=== Section Start ===

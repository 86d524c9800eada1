//! wireglobe - an interactive wireframe globe built with Bevy
//!
//! A rotating sphere decorated with a lat/lng graticule and a
//! Fibonacci-lattice point cloud, overlaid with named regions that respond
//! to hover with a tooltip and to drag with manual rotation.

mod coords;
mod globe;
mod interaction;
mod regions;
mod schedule;
mod state;
mod tooltip;
mod viewport;

use bevy::prelude::*;

use crate::globe::GlobePlugin;
use crate::interaction::InteractionPlugin;
use crate::regions::RegionsPlugin;
use crate::schedule::SchedulePlugin;
use crate::state::StatePlugin;
use crate::tooltip::TooltipPlugin;
use crate::viewport::ViewportPlugin;

fn main() {
    App::new()
        .add_plugins(DefaultPlugins.set(WindowPlugin {
            primary_window: Some(Window {
                title: "wireglobe".to_string(),
                ..default()
            }),
            ..default()
        }))
        .insert_resource(ClearColor(Color::BLACK))
        .add_plugins((
            GlobePlugin,
            InteractionPlugin,
            RegionsPlugin,
            SchedulePlugin,
            StatePlugin,
            TooltipPlugin,
            ViewportPlugin,
        ))
        .run();
}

=== Section End ===

The answer must be a single number: how many lines above contain "GlobePlugin".

2